BEGIN SOURCE DATA
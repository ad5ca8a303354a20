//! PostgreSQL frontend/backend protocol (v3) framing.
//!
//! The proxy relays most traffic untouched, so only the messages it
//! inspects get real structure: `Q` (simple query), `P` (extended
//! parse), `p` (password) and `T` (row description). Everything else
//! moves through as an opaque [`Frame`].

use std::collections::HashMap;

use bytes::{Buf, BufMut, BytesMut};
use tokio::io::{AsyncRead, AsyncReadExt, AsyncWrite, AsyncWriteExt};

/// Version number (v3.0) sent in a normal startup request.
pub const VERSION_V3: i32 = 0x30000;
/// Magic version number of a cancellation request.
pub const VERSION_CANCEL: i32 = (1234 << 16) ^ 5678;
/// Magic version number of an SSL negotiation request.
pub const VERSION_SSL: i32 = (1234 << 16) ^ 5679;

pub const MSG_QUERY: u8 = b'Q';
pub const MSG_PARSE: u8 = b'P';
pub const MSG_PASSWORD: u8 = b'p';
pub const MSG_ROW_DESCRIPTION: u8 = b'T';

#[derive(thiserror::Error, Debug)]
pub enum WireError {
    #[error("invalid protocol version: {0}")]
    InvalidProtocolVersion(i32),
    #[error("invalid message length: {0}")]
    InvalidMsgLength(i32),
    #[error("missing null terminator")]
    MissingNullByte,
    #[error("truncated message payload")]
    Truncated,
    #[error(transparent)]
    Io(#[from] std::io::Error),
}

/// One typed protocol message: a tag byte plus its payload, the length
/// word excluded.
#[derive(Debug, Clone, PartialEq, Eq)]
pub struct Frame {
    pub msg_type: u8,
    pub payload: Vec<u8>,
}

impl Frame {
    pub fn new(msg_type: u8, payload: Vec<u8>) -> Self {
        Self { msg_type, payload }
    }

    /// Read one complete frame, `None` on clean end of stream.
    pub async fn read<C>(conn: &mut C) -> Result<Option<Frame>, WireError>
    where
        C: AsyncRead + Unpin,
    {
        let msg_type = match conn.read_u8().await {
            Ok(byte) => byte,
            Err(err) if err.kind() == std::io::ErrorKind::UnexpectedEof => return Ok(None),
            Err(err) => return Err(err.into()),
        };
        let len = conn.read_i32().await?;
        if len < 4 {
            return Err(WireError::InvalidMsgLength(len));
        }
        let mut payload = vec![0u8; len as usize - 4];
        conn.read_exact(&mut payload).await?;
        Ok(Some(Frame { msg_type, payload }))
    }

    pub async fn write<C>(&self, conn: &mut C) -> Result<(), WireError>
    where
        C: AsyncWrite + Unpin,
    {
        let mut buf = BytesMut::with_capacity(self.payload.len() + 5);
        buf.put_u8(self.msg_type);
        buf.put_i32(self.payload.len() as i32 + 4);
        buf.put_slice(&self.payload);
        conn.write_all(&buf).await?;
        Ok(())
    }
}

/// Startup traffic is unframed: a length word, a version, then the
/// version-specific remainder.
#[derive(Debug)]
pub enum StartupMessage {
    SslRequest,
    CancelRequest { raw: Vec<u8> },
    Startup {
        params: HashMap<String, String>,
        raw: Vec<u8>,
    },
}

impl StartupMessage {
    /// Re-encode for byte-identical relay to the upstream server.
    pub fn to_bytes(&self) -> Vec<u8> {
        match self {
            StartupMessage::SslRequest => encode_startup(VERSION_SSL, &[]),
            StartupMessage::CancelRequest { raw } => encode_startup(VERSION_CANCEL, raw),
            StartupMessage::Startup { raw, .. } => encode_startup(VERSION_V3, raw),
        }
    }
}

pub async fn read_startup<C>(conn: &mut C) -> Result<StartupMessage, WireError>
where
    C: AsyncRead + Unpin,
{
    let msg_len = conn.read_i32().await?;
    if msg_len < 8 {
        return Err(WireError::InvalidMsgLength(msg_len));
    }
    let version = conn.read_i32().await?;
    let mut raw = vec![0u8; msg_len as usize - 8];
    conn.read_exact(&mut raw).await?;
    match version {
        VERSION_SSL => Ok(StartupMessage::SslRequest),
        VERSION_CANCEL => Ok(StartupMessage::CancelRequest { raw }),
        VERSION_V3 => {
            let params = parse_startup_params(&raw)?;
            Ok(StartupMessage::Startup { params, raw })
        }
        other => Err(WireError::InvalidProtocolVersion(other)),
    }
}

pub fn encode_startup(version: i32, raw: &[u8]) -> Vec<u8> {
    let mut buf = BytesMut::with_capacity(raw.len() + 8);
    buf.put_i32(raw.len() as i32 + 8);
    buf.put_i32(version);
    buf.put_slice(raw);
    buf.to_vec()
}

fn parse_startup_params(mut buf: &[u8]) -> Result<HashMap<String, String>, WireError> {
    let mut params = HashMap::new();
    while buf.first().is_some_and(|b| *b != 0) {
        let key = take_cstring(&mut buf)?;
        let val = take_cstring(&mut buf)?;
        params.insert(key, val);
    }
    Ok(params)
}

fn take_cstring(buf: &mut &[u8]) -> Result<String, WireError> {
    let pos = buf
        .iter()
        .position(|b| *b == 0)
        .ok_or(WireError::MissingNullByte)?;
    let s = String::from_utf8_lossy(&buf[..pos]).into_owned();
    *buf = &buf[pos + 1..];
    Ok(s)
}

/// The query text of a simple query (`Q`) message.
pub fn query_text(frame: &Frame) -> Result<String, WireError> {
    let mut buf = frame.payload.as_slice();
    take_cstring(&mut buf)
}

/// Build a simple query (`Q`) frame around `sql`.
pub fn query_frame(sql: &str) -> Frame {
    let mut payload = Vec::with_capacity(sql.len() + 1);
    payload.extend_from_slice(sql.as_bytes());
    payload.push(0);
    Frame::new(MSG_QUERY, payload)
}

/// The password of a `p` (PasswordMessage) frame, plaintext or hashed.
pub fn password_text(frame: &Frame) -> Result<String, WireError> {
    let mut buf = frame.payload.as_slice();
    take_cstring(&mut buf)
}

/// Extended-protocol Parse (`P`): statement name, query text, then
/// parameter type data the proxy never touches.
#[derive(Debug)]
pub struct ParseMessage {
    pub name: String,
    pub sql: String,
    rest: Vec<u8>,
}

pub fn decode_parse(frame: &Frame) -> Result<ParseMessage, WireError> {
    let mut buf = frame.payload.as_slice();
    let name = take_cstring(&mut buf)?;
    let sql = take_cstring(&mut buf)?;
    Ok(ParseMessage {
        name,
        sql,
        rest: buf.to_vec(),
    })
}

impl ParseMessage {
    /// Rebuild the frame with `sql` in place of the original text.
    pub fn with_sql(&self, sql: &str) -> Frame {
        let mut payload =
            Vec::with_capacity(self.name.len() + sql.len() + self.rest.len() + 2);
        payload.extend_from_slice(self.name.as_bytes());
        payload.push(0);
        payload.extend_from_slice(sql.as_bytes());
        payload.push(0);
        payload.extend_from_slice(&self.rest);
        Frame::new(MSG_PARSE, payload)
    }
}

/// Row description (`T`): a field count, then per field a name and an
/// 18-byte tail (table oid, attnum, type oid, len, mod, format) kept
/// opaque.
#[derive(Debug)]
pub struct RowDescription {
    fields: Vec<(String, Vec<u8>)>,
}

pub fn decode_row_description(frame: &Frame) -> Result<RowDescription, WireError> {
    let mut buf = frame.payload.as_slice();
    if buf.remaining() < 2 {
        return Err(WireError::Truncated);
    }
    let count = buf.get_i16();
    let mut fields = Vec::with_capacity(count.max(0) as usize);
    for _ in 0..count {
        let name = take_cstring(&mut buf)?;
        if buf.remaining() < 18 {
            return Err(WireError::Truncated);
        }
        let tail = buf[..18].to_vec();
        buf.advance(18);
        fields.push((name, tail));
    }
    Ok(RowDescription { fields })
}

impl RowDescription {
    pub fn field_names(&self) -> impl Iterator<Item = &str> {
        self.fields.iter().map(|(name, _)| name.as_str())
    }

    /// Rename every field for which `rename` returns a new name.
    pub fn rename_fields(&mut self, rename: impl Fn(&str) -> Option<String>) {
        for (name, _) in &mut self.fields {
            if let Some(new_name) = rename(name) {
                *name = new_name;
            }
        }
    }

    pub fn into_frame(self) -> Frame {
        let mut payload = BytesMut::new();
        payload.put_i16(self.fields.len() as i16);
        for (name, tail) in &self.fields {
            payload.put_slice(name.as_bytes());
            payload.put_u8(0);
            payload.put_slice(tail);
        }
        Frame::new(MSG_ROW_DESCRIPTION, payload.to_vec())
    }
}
END SOURCE DATA
WORK REQUEST:
Repeat, character for character, the lines of the material above from the line with "fields.push((name, tail));" through the line with "payload.put_u8(0);".

EXPECTED OUTPUT:
        fields.push((name, tail));
    }
    Ok(RowDescription { fields })
}

impl RowDescription {
    pub fn field_names(&self) -> impl Iterator<Item = &str> {
        self.fields.iter().map(|(name, _)| name.as_str())
    }

    /// Rename every field for which `rename` returns a new name.
    pub fn rename_fields(&mut self, rename: impl Fn(&str) -> Option<String>) {
        for (name, _) in &mut self.fields {
            if let Some(new_name) = rename(name) {
                *name = new_name;
            }
        }
    }

    pub fn into_frame(self) -> Frame {
        let mut payload = BytesMut::new();
        payload.put_i16(self.fields.len() as i16);
        for (name, tail) in &self.fields {
            payload.put_slice(name.as_bytes());
            payload.put_u8(0);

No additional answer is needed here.